Lennie plays second clarinet in the school orchestra and has always happily been second fiddle to her charismatic older sister, Bailey. Then Bailey dies suddenly, and Lennie is left at sea without her anchor. Overcome by emotion, Lennie soon finds herself torn between two boys: Bailey’s boyfriend, Toby, and Joe, the charming and musically gifted new boy in town. While Toby can’t see her without seeing Bailey and Joe sees her only for herself, each offers Lennie something she desperately needs. But ultimately, it’s up to Lennie to find her own way toward what she really needs-without Bailey. A remarkable debut novel perfect for fans of Sarah Dessen, Deb Caletti, and Francesca Lia Block.
I know, I know you should never judge a book by its cover but, I’m telling you, The Sky is Everywhere is the rare exception. This one perfectly captures the essence of the story–beautiful and uplifting and I can’t help but stare and marvel at it now that I’ve finished.
Jandy Nelson’s novel tells the story of Lennie Walker, a high school junior, her grandmother who goes by “Gram”, and her Uncle Big who are all dealing with the aftermath of Lennie’s sister‘s death, Bailey. Each one of them grieves in their own, kooky way. Gram spends endless hours painting and excessively fussing over her garden. Big pretty much talks to trees and tries to resurrect lifeless bugs. And Lennie plays the clarinet and scribbles poems on anything she can get her hands on. And then she tucks them away in various places in the small town of California they live in.

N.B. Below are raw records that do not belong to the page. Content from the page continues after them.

//! End-to-end account flows: core service wired to the HTTP gateways against
//! a mock backend, with the file-backed store as device storage.

use std::sync::Arc;

use accountdesk_core::{AccountService, LocalFormCache, Notifier, UpsertOutcome};
use accountdesk_domain::constants::messages;
use accountdesk_domain::{BackendConfig, Config, FormInput, Gender, Notice, PhotoFile};
use accountdesk_infra::{
    BackendClient, FileKeyValueStore, HttpAuthGateway, HttpObjectStoreGateway,
    HttpRecordStoreGateway,
};
use parking_lot::Mutex;
use serde_json::json;
use tempfile::TempDir;
use wiremock::matchers::{header, method, path, path_regex, query_param};
use wiremock::{Mock, MockServer, ResponseTemplate};

#[derive(Default)]
struct CollectingNotifier(Mutex<Vec<Notice>>);

impl Notifier for CollectingNotifier {
    fn notify(&self, notice: Notice) {
        self.0.lock().push(notice);
    }
}

struct App {
    service: AccountService,
    notices: Arc<CollectingNotifier>,
    cache_path: std::path::PathBuf,
    _dir: TempDir,
}

fn app(server: &MockServer) -> App {
    let dir = TempDir::new().unwrap();
    let cache_path = dir.path().join("cache.json");
    let config = Config {
        backend: BackendConfig {
            url: server.uri(),
            anon_key: "anon-key".into(),
            image_path_prefix: "/storage/v1/object/public/Files/".into(),
            bucket: "Files".into(),
            profile_table: "Users".into(),
        },
        http: Default::default(),
        cache: Default::default(),
    };

    let store = Arc::new(FileKeyValueStore::open(&cache_path).unwrap());
    let client = BackendClient::from_config(&config, store.clone()).unwrap();
    let notices = Arc::new(CollectingNotifier::default());

    let service = AccountService::new(
        Arc::new(HttpAuthGateway::new(client.clone())),
        Arc::new(HttpObjectStoreGateway::new(client.clone(), &config.backend.bucket)),
        Arc::new(HttpRecordStoreGateway::new(client, &config.backend.profile_table)),
        LocalFormCache::new(store),
        notices.clone(),
        config.backend.photo_url_base(),
    );

    App { service, notices, cache_path, _dir: dir }
}

fn form() -> FormInput {
    FormInput {
        username: "bob".into(),
        email: "a@b.com".into(),
        address: "221B Baker Street".into(),
        phone: "+441234567890".into(),
        password: "longenough1".into(),
        gender: Gender::Female,
        date_of_birth: "2000-01-31".into(),
        year_of_study: "2021".into(),
        expertise_tags: "go,rust".into(),
        accepted_terms: true,
        photo: Some(PhotoFile::new("me.png", "image/png", vec![7, 7, 7])),
    }
}

fn session_body() -> serde_json::Value {
    json!({
        "access_token": "token-1",
        "token_type": "bearer",
        "expires_in": 3600,
        "refresh_token": "refresh-1",
        "user": { "id": "user-1", "email": "a@b.com" }
    })
}

#[tokio::test]
async fn register_then_update_profile() {
    let server = MockServer::start().await;
    Mock::given(method("POST"))
        .and(path("/auth/v1/signup"))
        .respond_with(ResponseTemplate::new(200).set_body_json(session_body()))
        .expect(1)
        .mount(&server)
        .await;
    Mock::given(method("POST"))
        .and(path_regex(r"^/storage/v1/object/Files/me\.png\d+$"))
        .and(header("authorization", "Bearer token-1"))
        .respond_with(
            ResponseTemplate::new(200).set_body_json(json!({ "Key": "Files/me.png1716000000000" })),
        )
        .expect(1)
        .mount(&server)
        .await;
    Mock::given(method("POST"))
        .and(path("/rest/v1/Users"))
        .respond_with(ResponseTemplate::new(201).set_body_json(json!([{ "id": 1 }])))
        .expect(1)
        .mount(&server)
        .await;
    Mock::given(method("PATCH"))
        .and(path("/rest/v1/Users"))
        .and(query_param("email", "eq.a@b.com"))
        .and(header("authorization", "Bearer token-1"))
        .respond_with(ResponseTemplate::new(200).set_body_json(json!([{ "id": 1 }])))
        .expect(1)
        .mount(&server)
        .await;

    let app = app(&server);
    assert!(app.service.current_session().await.is_none());

    let created = app.service.upsert_account(form(), None).await.unwrap();
    let UpsertOutcome::Created(cached) = created else {
        panic!("expected Created outcome");
    };
    let expected_photo =
        format!("{}/storage/v1/object/public/Files/me.png1716000000000", server.uri());
    assert_eq!(cached.photo_url.as_deref(), Some(expected_photo.as_str()));

    let session = app.service.current_session().await.expect("session after sign-up");
    let update = FormInput {
        username: "bobby".into(),
        password: String::new(),
        photo: None,
        ..form()
    };
    let updated = app.service.upsert_account(update, Some(&session)).await.unwrap();
    assert!(matches!(updated, UpsertOutcome::ProfileUpdated(_)));

    let stored: serde_json::Value =
        serde_json::from_str(&std::fs::read_to_string(&app.cache_path).unwrap()).unwrap();
    let form_entry: serde_json::Value =
        serde_json::from_str(stored["adimis-schema-form-FORMDATA"].as_str().unwrap()).unwrap();
    assert_eq!(form_entry["username"], "bobby");
    assert_eq!(form_entry["password"], "");
    assert_eq!(form_entry["expertise"], "go,rust");
    assert_eq!(form_entry["file"], expected_photo);

    let shown: Vec<String> = app.notices.0.lock().iter().map(|n| n.message.clone()).collect();
    assert_eq!(shown, vec![messages::REGISTRATION_SUCCEEDED, messages::PROFILE_UPDATED]);
}

#[tokio::test]
async fn rate_limited_password_change_stays_silent() {
    let server = MockServer::start().await;
    Mock::given(method("POST"))
        .and(path("/auth/v1/token"))
        .respond_with(ResponseTemplate::new(200).set_body_json(session_body()))
        .mount(&server)
        .await;
    Mock::given(method("GET"))
        .and(path("/rest/v1/Users"))
        .respond_with(ResponseTemplate::new(200).set_body_json(json!([{
            "username": "bob",
            "email": "a@b.com",
            "address": "221B Baker Street",
            "phone": "+441234567890",
            "gender": "female",
            "date": "2000-01-31",
            "year": 2021,
            "expertise": ["go", "rust"],
            "terms": true
        }])))
        .mount(&server)
        .await;
    Mock::given(method("PUT"))
        .and(path("/auth/v1/user"))
        .respond_with(ResponseTemplate::new(429).set_body_json(json!({ "msg": "rate limit" })))
        .expect(1)
        .mount(&server)
        .await;

    let app = app(&server);
    let cached = app.service.sign_in("a@b.com", "longenough1").await.unwrap();
    assert_eq!(cached.expertise_tags, "go,rust");
    assert_eq!(cached.gender, Gender::Female);

    let session = app.service.current_session().await.unwrap();
    let change = FormInput { password: "newpass123".into(), photo: None, ..form() };
    assert!(app.service.upsert_account(change, Some(&session)).await.is_err());

    let shown: Vec<String> = app.notices.0.lock().iter().map(|n| n.message.clone()).collect();
    assert_eq!(shown, vec![messages::SIGN_IN_SUCCEEDED]);
}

First off, I would highly suggest reading the UK version because the illustrations are amazing and add so much to the story. One of my favorite parts about this book are the images of poems in between each chapter. By the last poem, I felt as if I had a nuanced understanding of Lennie and even of her sister Bailey; I felt like these sisters were a part of my own life.
Before Bailey’s death, Lennie’s life was as simplistic as her job making lasagna. But then some unknown ingredients are mixed in and, suddenly, Lennie is torn between two boys, is unable to steal a guiltless moment of happiness, and, unconsciously, hurts the closest people in her life. After a while, she doesn’t even recognize herself anymore. But then she does something profoundly brave, she becomes the author of her own story and makes the change she reads about, happen in her own life.
I really enjoyed The Sky is Everywhere for so many reasons but mainly because Lennie’s character is achingly honest. She broke my heart and made me fall in love. And even in the midst of a tragedy, she remains true to her witty and underrated humorous nature. However, be advised, this book is a tear-jerker so you may want to avoid reading it in public, as tempting as it is.